West Yorkshire Playhouse opens a new season with its first in-house Shakespeare production for some time. Richard III is arguably one of Shakespeare's most brutal tragedies; a tale of jealousy and arch manipulation escalating in monstrous acts of violence, the play centres on a malcontent who will stop at nothing to gain access to the throne.
Richard III is one of Shakespeare’s longer plays, expansive and riddled with references to previous works. West Yorkshire Playhouse have respectfully abridged the text, focusing on its core elements whilst avoiding ruthless cutting. As such the play reaches cruising speed in its earliest moments, escalating to a powerful denouement in a record time of 160 minutes. This is lean Shakespeare with swiftness, performed at a rapid pace with snap scene changes.
Reece Dinsdale was directed under Mark Rosenblatt for 2014's Untold Stories to great acclaim (see review) and the collaboration again proves to be a winning formula with Dinsdale as Richard III. His king is venomous and deliciously wicked, polished in a shell of sycophantic charm. Great consideration has been made in regard to Richard's physical afflictions which are evident but not overly on the nose; a raised heel provides a clubbed foot and a twisted gait implies a malformed spine. His left hand is constantly pocketed, nestling a drill cane which is at once a sword and second a dagger. There are shadows of colonialism and Nazism in his salutations, assisted by a costume which is fiercely militarian with hair closely cropped at the temple. A sculpted moustache also implies an underlying vanity. It is a Richard of the 20th Century, recognisable in time yet historically archaic with the gravitas to absorb the iconography of Shakespeare's character. In many ways Dinsdale approaches the role within a domestic sphere, playing the Duke as something of a seedy uncle, a snakeoil salesman of lies who extorts his disability as a barrier during conflict. A gleeful creature of insidious opportunities, Dinsdale's Richard is also incredibly funny; a twisted sociopath with doe-eyes yet a tight, white smile, he instantly wins over the audience despite his heinous villainy. The performance is also wildly unpredictable, at once mildly camp followed by flashes of explosive fury. It is a highly commendable portrayal which is brave, energetic and refreshingly inventive.
In supporting roles Ben Addis has a business-like urgency and agreeably slick, yuppie manner as Buckingham. Dyfrig Morris, a familiar face from the last few seasons at West Yorkshire Playhouse, is memorably warm yet imposing as Hastings, with shades of a vexed 1970s MP. Dorothea Myer-Bennett and Rose Wadlaw are powerful and arresting as Queen Elizabeth and Lady Anne respectively. Jane Bertish brings a bohemic air and portent to Queen Margaret, with Olwen May providing a Victorian gothic shadow as the Duchess of York. Indeed, the entire ensemble shine in this production and bring colour and character to their parts.
Rosenblatt's direction feels wholly unobtrusive, allowing the dialogue to shine with naturalistic movements that have purpose, pace and urgency.

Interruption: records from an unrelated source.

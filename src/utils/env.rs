// src/utils/env.rs

use log::debug;

/// Loads environment variables from a .env file if one is present. The file
/// is optional; already-set variables are never overridden.
pub fn load_env() {
    match dotenv::dotenv() {
        Ok(path) => debug!("Loaded environment from {}", path.display()),
        Err(_) => debug!("No .env file found; using process environment"),
    }
}
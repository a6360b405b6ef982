// src/error.rs

use thiserror::Error;

/// Caller-supplied input failed a precondition. Checked before any matching
/// work begins; never retried.
#[derive(Debug, Clone, PartialEq, Error)]
pub enum InputValidationError {
    #[error("threshold {0} is outside the [0, 1] range")]
    ThresholdOutOfRange(f64),
    #[error("review threshold {review} exceeds accept threshold {accept}")]
    ThresholdOrder { review: f64, accept: f64 },
}

/// The requested match mode is not one of exact, tokens or fuzzy.
#[derive(Debug, Clone, PartialEq, Error)]
#[error("unknown match mode '{0}' (expected one of: exact, tokens, fuzzy)")]
pub struct UnknownModeError(pub String);
//! Configuration for a2a-relay.
//!
//! Holds the host-facing credential slot scheme (`agent_<N>_<field>`), the
//! `a2a-relay.toml` file format and its discovery rules.

pub mod credentials;
pub mod debug;
pub mod http;
pub mod loader;

pub use credentials::{
    agent_slots, apply_env_overrides, slot_key, AgentSlot, CredentialMap, SlotField,
    AGENT_SLOT_COUNT, CREDENTIAL_ENV_PREFIX,
};
pub use debug::{DebugConfig, TraceLevel};
pub use http::{HttpConfig, DEFAULT_DISCOVERY_TIMEOUT_SECS, DEFAULT_REQUEST_TIMEOUT_SECS};
pub use loader::{load_dotenv, ConfigError, RelayConfig, CONFIG_FILE_NAME, CONFIG_PATH_ENV};
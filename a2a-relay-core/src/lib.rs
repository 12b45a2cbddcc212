//! # a2a-relay-core - Agent registry and A2A client
//!
//! `a2a-relay-core` lets a host talk to up to five remote agents over the
//! Agent2Agent (A2A) protocol.
//!
//! ## Highlights
//!
//! - **Registry**: validated name-to-agent mapping rebuilt from the host's
//!   `agent_<N>_<field>` credentials on every call.
//! - **Auth**: `Authorization` headers for bearer, api-key and basic agents.
//! - **A2A client**: `message/send`, `tasks/get`, and `message/stream` task
//!   submission that hangs up as soon as the task id is known.
//! - **Discovery**: agent card lookup with `agent-card.json` / `agent.json`
//!   fallback.
//! - **Tools**: five single-message host tools on top of the above.
//!
//! ## Architecture Overview
//!
//! - `registry`: slot evaluation and the [`AgentRegistry`].
//! - `auth`: header construction.
//! - `a2a/`: JSON-RPC envelope, SSE reader, client, discovery and errors.
//! - `tools/`: the operations layer and the [`AgentTool`] trait.

pub mod a2a;
pub mod auth;
pub mod registry;
pub mod tools;

pub use a2a::{A2aClient, A2aError, A2aResult, AgentCardSummary, ErrorCategory, Timeouts};
pub use auth::build_auth_headers;
pub use registry::{
    validate_credentials, AgentConfig, AgentListing, AgentRegistry, AuthType, RegistryError,
    RegistryResult,
};
pub use tools::{builtin_tools, find_tool, AgentTool, ToolContext, ToolMessage};
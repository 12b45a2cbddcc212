//! Raw agent credential slots.
//!
//! The host hands credentials over as a flat string map using the key scheme
//! `agent_<N>_<field>` for `N` in `1..=5`. This module only extracts those
//! values; trimming and validation belong to the registry.

use std::collections::BTreeMap;

/// Fixed number of agent slots the host exposes.
pub const AGENT_SLOT_COUNT: usize = 5;

/// Prefix for environment variables that override credential fields,
/// e.g. `A2A_AGENT_1_URL`.
pub const CREDENTIAL_ENV_PREFIX: &str = "A2A_";

/// Flat credential mapping as supplied by the host.
pub type CredentialMap = BTreeMap<String, String>;

/// One of the five fields every slot carries.
#[derive(Debug, Clone, Copy, PartialEq, Eq, Hash)]
pub enum SlotField {
    Name,
    Url,
    AuthType,
    ApiKey,
    Description,
}

impl SlotField {
    pub const ALL: [SlotField; 5] = [
        SlotField::Name,
        SlotField::Url,
        SlotField::AuthType,
        SlotField::ApiKey,
        SlotField::Description,
    ];

    pub fn as_str(self) -> &'static str {
        match self {
            SlotField::Name => "name",
            SlotField::Url => "url",
            SlotField::AuthType => "auth_type",
            SlotField::ApiKey => "api_key",
            SlotField::Description => "description",
        }
    }
}

/// Credential key for a slot field, e.g. `agent_3_api_key`.
pub fn slot_key(index: usize, field: SlotField) -> String {
    format!("agent_{}_{}", index, field.as_str())
}

/// Raw, untrimmed contents of a single credential slot. Empty strings mean
/// "unset".
#[derive(Debug, Clone, Default, PartialEq, Eq)]
pub struct AgentSlot {
    /// 1-based slot position
    pub index: usize,
    pub name: String,
    pub url: String,
    pub auth_type: String,
    pub api_key: String,
    pub description: String,
}

impl AgentSlot {
    /// Read slot `index` (1-based) out of a credential map. Missing keys read
    /// as empty strings.
    pub fn from_map(credentials: &CredentialMap, index: usize) -> Self {
        let read = |field: SlotField| {
            credentials
                .get(&slot_key(index, field))
                .cloned()
                .unwrap_or_default()
        };

        Self {
            index,
            name: read(SlotField::Name),
            url: read(SlotField::Url),
            auth_type: read(SlotField::AuthType),
            api_key: read(SlotField::ApiKey),
            description: read(SlotField::Description),
        }
    }
}

/// All five slots in positional order.
pub fn agent_slots(credentials: &CredentialMap) -> Vec<AgentSlot> {
    (1..=AGENT_SLOT_COUNT)
        .map(|index| AgentSlot::from_map(credentials, index))
        .collect()
}

/// Overlay `A2A_AGENT_<N>_<FIELD>` variables onto a credential map.
///
/// Only keys that belong to one of the five slots are accepted; anything else
/// carrying the prefix is ignored. Returns the number of overridden keys.
pub fn apply_env_overrides<I>(credentials: &mut CredentialMap, vars: I) -> usize
where
    I: IntoIterator<Item = (String, String)>,
{
    let mut applied = 0;
    for (key, value) in vars {
        let Some(rest) = key.strip_prefix(CREDENTIAL_ENV_PREFIX) else {
            continue;
        };
        let candidate = rest.to_ascii_lowercase();
        if is_credential_key(&candidate) {
            credentials.insert(candidate, value);
            applied += 1;
        }
    }
    applied
}

fn is_credential_key(key: &str) -> bool {
    (1..=AGENT_SLOT_COUNT).any(|index| {
        SlotField::ALL
            .iter()
            .any(|field| slot_key(index, *field) == key)
    })
}
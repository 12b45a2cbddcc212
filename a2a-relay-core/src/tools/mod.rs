//! Host-facing tool surface
//!
//! Every tool answers with exactly one text message. Failures are part of the
//! message, so `invoke` is infallible.

mod builtin;
pub mod operations;

use a2a_relay_config::{CredentialMap, RelayConfig};
use async_trait::async_trait;
use reqwest::Client;
use serde_json::Value;

use crate::a2a::Timeouts;

pub use builtin::{
    CallAgentTool, GetAgentCapabilitiesTool, GetTaskStatusTool, ListAgentsTool, SubmitTaskTool,
};

/// The single text message produced by a tool invocation
#[derive(Debug, Clone, PartialEq, Eq)]
pub struct ToolMessage {
    pub text: String,
}

impl ToolMessage {
    pub fn text(text: impl Into<String>) -> Self {
        Self { text: text.into() }
    }
}

impl std::fmt::Display for ToolMessage {
    fn fmt(&self, f: &mut std::fmt::Formatter<'_>) -> std::fmt::Result {
        f.write_str(&self.text)
    }
}

/// What a tool runs against: the raw credentials and the HTTP settings.
///
/// Tools never hold on to a built registry; it is rebuilt from
/// `credentials` on every invocation.
#[derive(Debug, Clone)]
pub struct ToolContext {
    pub credentials: CredentialMap,
    pub http: Client,
    pub timeouts: Timeouts,
}

impl ToolContext {
    pub fn new(credentials: CredentialMap) -> Self {
        Self {
            credentials,
            http: Client::new(),
            timeouts: Timeouts::default(),
        }
    }

    pub fn from_config(config: &RelayConfig) -> Self {
        Self::new(config.credentials.clone()).with_timeouts(Timeouts::from(&config.http))
    }

    pub fn with_timeouts(mut self, timeouts: Timeouts) -> Self {
        self.timeouts = timeouts;
        self
    }
}

#[async_trait]
pub trait AgentTool: Send + Sync {
    /// Stable tool name used for dispatch
    fn name(&self) -> &'static str;

    fn description(&self) -> &'static str;

    /// Run the tool with JSON parameters.
    async fn invoke(&self, ctx: &ToolContext, params: &Value) -> ToolMessage;
}

/// All tools in presentation order.
pub fn builtin_tools() -> Vec<Box<dyn AgentTool>> {
    vec![
        Box::new(ListAgentsTool),
        Box::new(CallAgentTool),
        Box::new(SubmitTaskTool),
        Box::new(GetTaskStatusTool),
        Box::new(GetAgentCapabilitiesTool),
    ]
}

pub fn find_tool(name: &str) -> Option<Box<dyn AgentTool>> {
    builtin_tools().into_iter().find(|tool| tool.name() == name)
}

The entire thrust stage of the Quarry Theatre, which is somewhat of an awkward and vast space, is well utilized, providing a wide scope with clear sight-lines to the drama. The oncoming battle from France is staged particularly stylishly, underscored by a creeping crescent of drummers whilst Richard soliloquizes in armour that evokes the style of a straight-jacket.
The play is particularly well visualised with a bold, dystopian production design from Conor Murphy. Towering flattage immediately provides a grand sense of scale to the court which towers over the performers and audience. Predominantly slate grey, it is an Orwellian setting with details which evoke a slaughterhouse or medical arena. A stainless steel drain in the centre of the stage acts as a grim reminder to the blood which is continually split and rinsed away. The drama is also exceptionally well lit, with a trio of inset circles of lighting truss flown above the stage, turning and lowering throughout the action and occasionally symbolising three fallen crowns.
Rosenblatt has created a Richard III which feels entirely fresh yet remains authentic to the majesty of Shakespeare's writing. A wholly convincing world has been created in this production which provides a clarity to the storytelling and, importantly, a renewed accessibility to the text and its dense dialogue. With a mixture of styles from Victorian to present day, from World War overtones, to 1970s Post Office Telephones and hipster chinos, the times and places remain familiar yet anachronistic. However one element which remains constant is the use of a range of Northern accents which are expertly pitched.
Haunting and twisted yet darkly comic, Richard III is produced as a claret-coloured comic chiller, brought to the stage with a relentless bloodlust. There is a palpable feeling of unease in its violence, with piercing grief that is countered by a devilish charm from its leading actor. A visceral winner on every level, Richard III's greatest success is its identifiable clarity as a story with clearly drawn characters in contemporary roles, providing a tangible dynamic for Shakespeare's dialogue to shine. A tale of treachery, pernicious and malicious intent, Richard III is a memorable and startling new take on one of the finest tragedies.